Il y a des livres qui ne devraient jamais voir le jour. Maintenant, face à l’aberration humaine, la surenchère administrative, la dérive politicienne, la peur de l’étranger, surtout quand celui-ci revêt les atours du Rom, il y a des cas de force majeure.
Tout est parti d’un arrêté du maire de la ville de Ris-Orangis (département de l’Essonne, en bordure de Paris).
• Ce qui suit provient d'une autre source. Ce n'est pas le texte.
//! Compressed/container audio → mono `f32`.
//!
//! RIFF/WAVE data is read with `hound`; anything else is handed to
//! `minimp3`. Multi-channel input is mixed down by averaging channels.

use std::io::Cursor;

use hound::{SampleFormat, WavReader};
use tracing::debug;

use crate::{Error, Result};

/// Decoded mono audio at its native rate.
#[derive(Debug, Clone, PartialEq)]
pub struct DecodedAudio {
    pub samples: Vec<f32>,
    pub sample_rate: u32,
}

impl DecodedAudio {
    pub fn duration(&self) -> f32 {
        if self.sample_rate == 0 {
            return 0.0;
        }
        self.samples.len() as f32 / self.sample_rate as f32
    }
}

/// Decode a whole file held in memory.
pub fn decode(bytes: &[u8]) -> Result<DecodedAudio> {
    if bytes.len() >= 12 && &bytes[0..4] == b"RIFF" && &bytes[8..12] == b"WAVE" {
        decode_wav(bytes)
    } else {
        decode_mp3(bytes)
    }
}

fn decode_wav(bytes: &[u8]) -> Result<DecodedAudio> {
    let reader = WavReader::new(Cursor::new(bytes)).map_err(|e| Error::decode(e.to_string()))?;
    let spec = reader.spec();
    let channels = spec.channels.max(1) as usize;

    let interleaved: Vec<f32> = match spec.sample_format {
        SampleFormat::Float => reader
            .into_samples::<f32>()
            .collect::<std::result::Result<Vec<_>, _>>()
            .map_err(|e| Error::decode(e.to_string()))?,
        SampleFormat::Int => {
            let max_val = (1i64 << (spec.bits_per_sample.clamp(1, 32) - 1)) as f32;
            reader
                .into_samples::<i32>()
                .map(|s| s.map(|v| v as f32 / max_val))
                .collect::<std::result::Result<Vec<_>, _>>()
                .map_err(|e| Error::decode(e.to_string()))?
        }
    };

    let samples = mix_to_mono(&interleaved, channels);
    if samples.is_empty() {
        return Err(Error::decode("no audio frames found"));
    }

    debug!(
        channels,
        sample_rate = spec.sample_rate,
        frames = samples.len(),
        "decoded wav"
    );

    Ok(DecodedAudio {
        samples,
        sample_rate: spec.sample_rate,
    })
}

fn decode_mp3(bytes: &[u8]) -> Result<DecodedAudio> {
    let mut decoder = minimp3::Decoder::new(Cursor::new(bytes));
    let mut samples = Vec::new();
    let mut sample_rate = 0u32;

    loop {
        match decoder.next_frame() {
            Ok(frame) => {
                let channels = frame.channels.max(1);
                sample_rate = frame.sample_rate.max(0) as u32;
                samples.extend(
                    frame
                        .data
                        .chunks(channels)
                        .map(|c| c.iter().map(|&s| s as f32 / 32_768.0).sum::<f32>() / channels as f32),
                );
            }
            Err(minimp3::Error::Eof) => break,
            Err(minimp3::Error::SkippedData) => continue,
            Err(e) => return Err(Error::decode(e.to_string())),
        }
    }

    if samples.is_empty() || sample_rate == 0 {
        return Err(Error::decode("no audio frames found"));
    }

    debug!(sample_rate, frames = samples.len(), "decoded mp3");
    Ok(DecodedAudio {
        samples,
        sample_rate,
    })
}

fn mix_to_mono(interleaved: &[f32], channels: usize) -> Vec<f32> {
    if channels == 1 {
        return interleaved.to_vec();
    }
    interleaved
        .chunks_exact(channels)
        .map(|frame| frame.iter().sum::<f32>() / channels as f32)
        .collect()
}

/// Linear-interpolation resample from `from` Hz to `to` Hz.
pub fn resample(samples: &[f32], from: f32, to: f32) -> Vec<f32> {
    if samples.is_empty() || from <= 0.0 || to <= 0.0 || (from - to).abs() < f32::EPSILON {
        return samples.to_vec();
    }

    let ratio = from as f64 / to as f64;
    let out_len = ((samples.len() as f64) / ratio).round() as usize;
    let last = samples.len() - 1;

    (0..out_len)
        .map(|i| {
            let pos = i as f64 * ratio;
            let idx = (pos as usize).min(last);
            let next = (idx + 1).min(last);
            let frac = (pos - idx as f64) as f32;
            samples[idx] * (1.0 - frac) + samples[next] * frac
        })
        .collect()
}
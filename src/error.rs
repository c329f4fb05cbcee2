//! Error types shared across the crate.
//!
//! None of these ever reach the player as a dialog. Callers log them and the
//! affected instrument simply stays silent until the next attempt.

use std::path::PathBuf;

use crate::instrument::Instrument;

/// Errors produced while loading assets, decoding audio or writing recordings.
#[derive(Debug, thiserror::Error)]
pub enum Error {
    /// The asset could not be fetched (missing file, unreadable path).
    #[error("asset unavailable: {path}")]
    AssetUnavailable {
        path: PathBuf,
        #[source]
        source: std::io::Error,
    },

    /// The bytes were fetched but are not decodable audio.
    #[error("could not decode audio: {reason}")]
    DecodeFailure { reason: String },

    /// A melodic instrument was played before its sample finished loading.
    #[error("{0} sample is not loaded")]
    SampleNotLoaded(Instrument),

    /// Encoding a finished recording into WAV failed.
    #[error("recording encode failed: {0}")]
    RecordingEncode(#[from] hound::Error),

    /// The configuration file exists but is not valid TOML for [`crate::config::Config`].
    #[error("invalid configuration: {0}")]
    Config(#[from] toml::de::Error),

    /// Standard I/O error (writing a downloaded recording, reading config).
    #[error("IO error: {0}")]
    Io(#[from] std::io::Error),
}

impl Error {
    pub(crate) fn decode(reason: impl Into<String>) -> Self {
        Error::DecodeFailure {
            reason: reason.into(),
        }
    }
}

/// Convenience result type for fallible crate operations.
pub type Result<T> = std::result::Result<T, Error>;
//! External interfaces: asset fetch, audio decode and WAV encode.

pub mod assets;
pub mod decode;
pub mod wav;

pub use assets::{AssetSource, DirAssetSource, MemoryAssetSource};
pub use decode::{decode, resample, DecodedAudio};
Afin de dégager une communauté implantée « illisitement » sur un bout de terrain improbable, cerné par la nationale 7, sans eau ni électricité, un no man’s land impropre à l’habitation en somme, l’élu local s’est fendu d’un document placardé de 8 pages, 21 « VU » et 75 « CONSIDÉRANT », manière de montrer que le dossier avait été bossé de fond en comble et que, malheureusement, pour le bien de tous, il n’y avait pas moyen de faire autrement que d’expulser les familles ici implémentées. Des Roms, pour faire court.
Le PEROU, c’est partout
Dans l’idée de défendre ces habitants et « considérant qu’il est plausible de que tels événements puissent à nouveau survenir », le collectif Pérou a organisé une résistance. D’abord architecturale, notamment avec l’élévation d’une « ambassade (du PEROU donc) », puis par ce manifeste. Au niveau du name dropping, le casting est lourd, mais surtout concerné autour du bateleur textuel qu’est Sébastien Thiéry: les architectes Patrick Bouchain, Loïc Julienne ou Charlotte Cauwer, les philosophes Etienne Balibar, Michel Surya ou Jean-Paul Curnier, le paysagiste Gilles Clément, les écrivains Jean-Christophe Bailly ou Hélène Cixous. 35 salopards réunis pour le meilleur et pour le pire, parce que si Paris n’est pas le PEROU (Pôle d’exploration des ressources urbaines), la lourdeur administrative en devient à ce point caricaturale qu’il paraît nécessaire d’y apporter une réponse circonstanciée par l’absurde. Ces réponses sont ironiques mais documentées, incrédules mais humanisées, violentes mais légitimées. C’est un véritable manifeste de création littéraire au service des « nécessiteux ». Une enclave archi-textuelle, innovante, intelligente, entre ceux qui virent et ceux qui essaient de vivre, entre ceux qui votent l’expulsion et ceux qui luttent contre l’exclusion.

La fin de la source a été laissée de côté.